Records excerpted from a collection
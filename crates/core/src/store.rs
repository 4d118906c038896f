use std::fmt;
use std::sync::Arc;

use chrono::{DateTime, Utc};

use crate::clock::{Clock, SystemClock};
use crate::model::Task;

/// What changed in the store. Sent to subscribers after the change is applied.
#[derive(Debug, Clone, PartialEq, Eq)]
pub enum StoreEvent {
    Created(String),
    Updated(String),
    Toggled(String),
    Deleted(String),
    EditStarted(String),
    EditCancelled(String),
}

impl StoreEvent {
    pub fn task_id(&self) -> &str {
        match self {
            StoreEvent::Created(id)
            | StoreEvent::Updated(id)
            | StoreEvent::Toggled(id)
            | StoreEvent::Deleted(id)
            | StoreEvent::EditStarted(id)
            | StoreEvent::EditCancelled(id) => id,
        }
    }

    /// Whether the task collection itself changed (as opposed to the edit reference).
    pub fn touches_tasks(&self) -> bool {
        matches!(
            self,
            StoreEvent::Created(_)
                | StoreEvent::Updated(_)
                | StoreEvent::Toggled(_)
                | StoreEvent::Deleted(_)
        )
    }
}

pub type Listener = Box<dyn FnMut(&StoreEvent, &[Task])>;

/// Ordered task collection (newest first) plus the single task under edit.
pub struct TaskStore {
    tasks: Vec<Task>,
    editing: Option<Task>,
    clock: Arc<dyn Clock>,
    listeners: Vec<Listener>,
}

impl TaskStore {
    pub fn new(clock: Arc<dyn Clock>) -> Self {
        Self::with_tasks(Vec::new(), clock)
    }

    pub fn with_tasks(tasks: Vec<Task>, clock: Arc<dyn Clock>) -> Self {
        Self {
            tasks,
            editing: None,
            clock,
            listeners: Vec::new(),
        }
    }

    pub fn now(&self) -> DateTime<Utc> {
        self.clock.now()
    }

    pub fn clock(&self) -> Arc<dyn Clock> {
        Arc::clone(&self.clock)
    }

    pub fn tasks(&self) -> &[Task] {
        &self.tasks
    }

    pub fn len(&self) -> usize {
        self.tasks.len()
    }

    pub fn is_empty(&self) -> bool {
        self.tasks.is_empty()
    }

    pub fn get(&self, id: &str) -> Option<&Task> {
        self.tasks.iter().find(|task| task.id == id)
    }

    pub fn subscribe<F>(&mut self, listener: F)
    where
        F: FnMut(&StoreEvent, &[Task]) + 'static,
    {
        self.listeners.push(Box::new(listener));
    }

    /// Create a task at the head of the list. Returns `None` when the title is blank.
    pub fn create(&mut self, title: &str, description: &str, category: &str) -> Option<Task> {
        if title.trim().is_empty() {
            return None;
        }
        let task = Task::new(title, description, category, self.clock.now());
        self.tasks.insert(0, task.clone());
        tracing::debug!(task_id = task.id.as_str(), "task created");
        self.notify(StoreEvent::Created(task.id.clone()));
        Some(task)
    }

    /// Replace the stored task with the same id. The caller stamps `updated_at`.
    pub fn update(&mut self, task: Task) -> bool {
        let Some(slot) = self.tasks.iter_mut().find(|t| t.id == task.id) else {
            return false;
        };
        *slot = task.clone();
        if self.editing.as_ref().is_some_and(|e| e.id == task.id) {
            self.editing = Some(task.clone());
        }
        tracing::debug!(task_id = task.id.as_str(), "task updated");
        self.notify(StoreEvent::Updated(task.id));
        true
    }

    pub fn toggle_complete(&mut self, id: &str) -> Option<&Task> {
        let now = self.clock.now();
        let idx = self.tasks.iter().position(|task| task.id == id)?;
        {
            let task = &mut self.tasks[idx];
            task.completed = !task.completed;
            // Never step backwards even if the clock does.
            task.updated_at = now.max(task.updated_at);
        }
        if self.editing.as_ref().is_some_and(|e| e.id == id) {
            self.editing = Some(self.tasks[idx].clone());
        }
        tracing::debug!(
            task_id = id,
            completed = self.tasks[idx].completed,
            "task toggled"
        );
        self.notify(StoreEvent::Toggled(id.to_string()));
        self.tasks.get(idx)
    }

    /// Remove a task. Cancels the edit session when it targets the same id.
    pub fn delete(&mut self, id: &str) -> Option<Task> {
        let idx = self.tasks.iter().position(|task| task.id == id)?;
        let removed = self.tasks.remove(idx);
        tracing::debug!(task_id = id, "task deleted");
        self.notify(StoreEvent::Deleted(removed.id.clone()));
        if self.editing.as_ref().is_some_and(|e| e.id == id) {
            self.cancel_edit();
        }
        Some(removed)
    }

    pub fn editing(&self) -> Option<&Task> {
        self.editing.as_ref()
    }

    pub fn is_editing(&self, id: &str) -> bool {
        self.editing.as_ref().is_some_and(|task| task.id == id)
    }

    /// Start editing `id`, replacing any other edit session.
    pub fn begin_edit(&mut self, id: &str) -> Option<&Task> {
        let task = self.get(id)?.clone();
        if let Some(previous) = self.editing.replace(task) {
            if previous.id != id {
                self.notify(StoreEvent::EditCancelled(previous.id));
            }
        }
        self.notify(StoreEvent::EditStarted(id.to_string()));
        self.editing.as_ref()
    }

    pub fn cancel_edit(&mut self) -> Option<Task> {
        let previous = self.editing.take()?;
        self.notify(StoreEvent::EditCancelled(previous.id.clone()));
        Some(previous)
    }

    fn notify(&mut self, event: StoreEvent) {
        let tasks = &self.tasks;
        for listener in self.listeners.iter_mut() {
            listener(&event, tasks);
        }
    }
}

impl Default for TaskStore {
    fn default() -> Self {
        Self::new(Arc::new(SystemClock))
    }
}

impl fmt::Debug for TaskStore {
    fn fmt(&self, f: &mut fmt::Formatter<'_>) -> fmt::Result {
        f.debug_struct("TaskStore")
            .field("tasks", &self.tasks)
            .field("editing", &self.editing.as_ref().map(|t| t.id.as_str()))
            .field("listeners", &self.listeners.len())
            .finish()
    }
}

#[cfg(test)]
mod tests {
    use super::*;
    use crate::clock::ManualClock;
    use chrono::{Duration, TimeZone};
    use std::cell::RefCell;
    use std::rc::Rc;

    fn manual_store() -> (TaskStore, Arc<ManualClock>) {
        let start = Utc.with_ymd_and_hms(2024, 5, 1, 9, 0, 0).unwrap();
        let clock = Arc::new(ManualClock::new(start));
        (TaskStore::new(clock.clone()), clock)
    }

    #[test]
    fn create_inserts_at_head() {
        let (mut store, clock) = manual_store();
        let a = store.create("A", "", "1").unwrap();
        clock.advance(Duration::seconds(1));
        let b = store.create("B", "", "1").unwrap();

        let ids: Vec<&str> = store.tasks().iter().map(|t| t.id.as_str()).collect();
        assert_eq!(ids, vec![b.id.as_str(), a.id.as_str()]);
    }

    #[test]
    fn create_grows_collection_by_one() {
        let (mut store, _clock) = manual_store();
        for n in 0..5 {
            let before = store.len();
            let task = store.create(&format!("Task {n}"), "", "").unwrap();
            assert_eq!(store.len(), before + 1);
            assert_eq!(store.tasks()[0], task);
        }
    }

    #[test]
    fn blank_title_is_rejected() {
        let (mut store, _clock) = manual_store();
        assert!(store.create("   ", "desc", "1").is_none());
        assert!(store.create("", "", "").is_none());
        assert_eq!(store.len(), 0);
    }

    #[test]
    fn buy_milk_scenario() {
        let (mut store, clock) = manual_store();
        let task = store.create("Buy milk", "", "2").unwrap();

        assert_eq!(store.len(), 1);
        assert_eq!(task.title, "Buy milk");
        assert_eq!(task.category, "2");
        assert!(!task.completed);
        assert_eq!(task.created_at, clock.now());
        assert_eq!(task.updated_at, task.created_at);
    }

    #[test]
    fn toggle_is_an_involution_with_monotone_updated_at() {
        let (mut store, clock) = manual_store();
        let task = store.create("Stretch", "", "4").unwrap();

        clock.advance(Duration::minutes(1));
        let first = store.toggle_complete(&task.id).unwrap().clone();
        assert!(first.completed);
        assert!(first.updated_at >= task.updated_at);
        assert!(first.is_edited());

        clock.advance(Duration::minutes(1));
        let second = store.toggle_complete(&task.id).unwrap().clone();
        assert!(!second.completed);
        assert!(second.updated_at >= first.updated_at);
        assert_eq!(second.created_at, task.created_at);
    }

    #[test]
    fn toggle_never_moves_updated_at_backwards() {
        let (mut store, clock) = manual_store();
        let task = store.create("Read", "", "5").unwrap();
        clock.advance(Duration::minutes(-10));

        let toggled = store.toggle_complete(&task.id).unwrap();
        assert_eq!(toggled.updated_at, task.updated_at);
    }

    #[test]
    fn toggle_unknown_id_is_noop() {
        let (mut store, _clock) = manual_store();
        store.create("Keep", "", "").unwrap();
        let before = store.tasks().to_vec();
        assert!(store.toggle_complete("missing").is_none());
        assert_eq!(store.tasks(), before.as_slice());
    }

    #[test]
    fn toggle_refreshes_the_task_under_edit() {
        let (mut store, clock) = manual_store();
        let a = store.create("A", "", "1").unwrap();
        let b = store.create("B", "", "1").unwrap();
        store.begin_edit(&a.id).unwrap();

        clock.advance(Duration::minutes(5));
        store.toggle_complete(&b.id);
        assert_eq!(store.editing(), Some(&a));

        store.toggle_complete(&a.id);
        let editing = store.editing().unwrap();
        assert!(editing.completed);
        assert_eq!(editing.updated_at, clock.now());
        assert_eq!(Some(editing), store.get(&a.id));
    }

    #[test]
    fn update_replaces_in_place() {
        let (mut store, clock) = manual_store();
        let a = store.create("A", "", "1").unwrap();
        let b = store.create("B", "", "1").unwrap();

        clock.advance(Duration::minutes(3));
        let mut changed = a.clone();
        changed.title = "A2".into();
        changed.updated_at = clock.now();
        assert!(store.update(changed));

        assert_eq!(store.tasks()[0].id, b.id);
        assert_eq!(store.tasks()[1].title, "A2");
        assert_eq!(store.tasks()[1].created_at, a.created_at);
    }

    #[test]
    fn update_unknown_id_is_noop() {
        let (mut store, clock) = manual_store();
        store.create("A", "", "1").unwrap();
        let ghost = Task::new("Ghost", "", "", clock.now());
        assert!(!store.update(ghost));
        assert_eq!(store.len(), 1);
    }

    #[test]
    fn delete_removes_and_then_get_is_none() {
        let (mut store, _clock) = manual_store();
        let a = store.create("A", "", "").unwrap();
        assert_eq!(store.delete(&a.id).map(|t| t.id), Some(a.id.clone()));
        assert!(store.get(&a.id).is_none());
        assert!(store.delete(&a.id).is_none());
    }

    #[test]
    fn delete_unknown_leaves_collection() {
        let (mut store, _clock) = manual_store();
        store.create("A", "", "").unwrap();
        let before = store.tasks().to_vec();
        assert!(store.delete("nope").is_none());
        assert_eq!(store.tasks(), before.as_slice());
    }

    #[test]
    fn delete_cancels_matching_edit_session() {
        let (mut store, _clock) = manual_store();
        let a = store.create("A", "", "").unwrap();
        let b = store.create("B", "", "").unwrap();

        store.begin_edit(&a.id).unwrap();
        store.delete(&b.id);
        assert!(store.is_editing(&a.id));

        store.delete(&a.id);
        assert!(store.editing().is_none());
    }

    #[test]
    fn only_one_task_is_edited_at_a_time() {
        let (mut store, _clock) = manual_store();
        let a = store.create("A", "", "").unwrap();
        let b = store.create("B", "", "").unwrap();

        store.begin_edit(&a.id);
        store.begin_edit(&b.id);
        assert!(store.is_editing(&b.id));
        assert!(!store.is_editing(&a.id));
        assert!(store.begin_edit("missing").is_none());
        assert!(store.is_editing(&b.id));
    }

    #[test]
    fn subscribers_see_each_change() {
        let (mut store, _clock) = manual_store();
        let seen: Rc<RefCell<Vec<(StoreEvent, usize)>>> = Rc::default();
        let sink = Rc::clone(&seen);
        store.subscribe(move |event, tasks| sink.borrow_mut().push((event.clone(), tasks.len())));

        let a = store.create("A", "", "").unwrap();
        store.toggle_complete(&a.id);
        store.begin_edit(&a.id);
        store.delete(&a.id);
        store.delete(&a.id);
        assert!(store.create(" ", "", "").is_none());

        let events = seen.borrow();
        assert_eq!(
            *events,
            vec![
                (StoreEvent::Created(a.id.clone()), 1),
                (StoreEvent::Toggled(a.id.clone()), 1),
                (StoreEvent::EditStarted(a.id.clone()), 1),
                (StoreEvent::Deleted(a.id.clone()), 0),
                (StoreEvent::EditCancelled(a.id.clone()), 0),
            ]
        );
    }
}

EXERCISE REQUIREMENTS
Working through the records above, copy each line in which "listeners" is found.

FINISHED TASK
    listeners: Vec<Listener>,
            listeners: Vec::new(),
        self.listeners.push(Box::new(listener));
        for listener in self.listeners.iter_mut() {
            .field("listeners", &self.listeners.len())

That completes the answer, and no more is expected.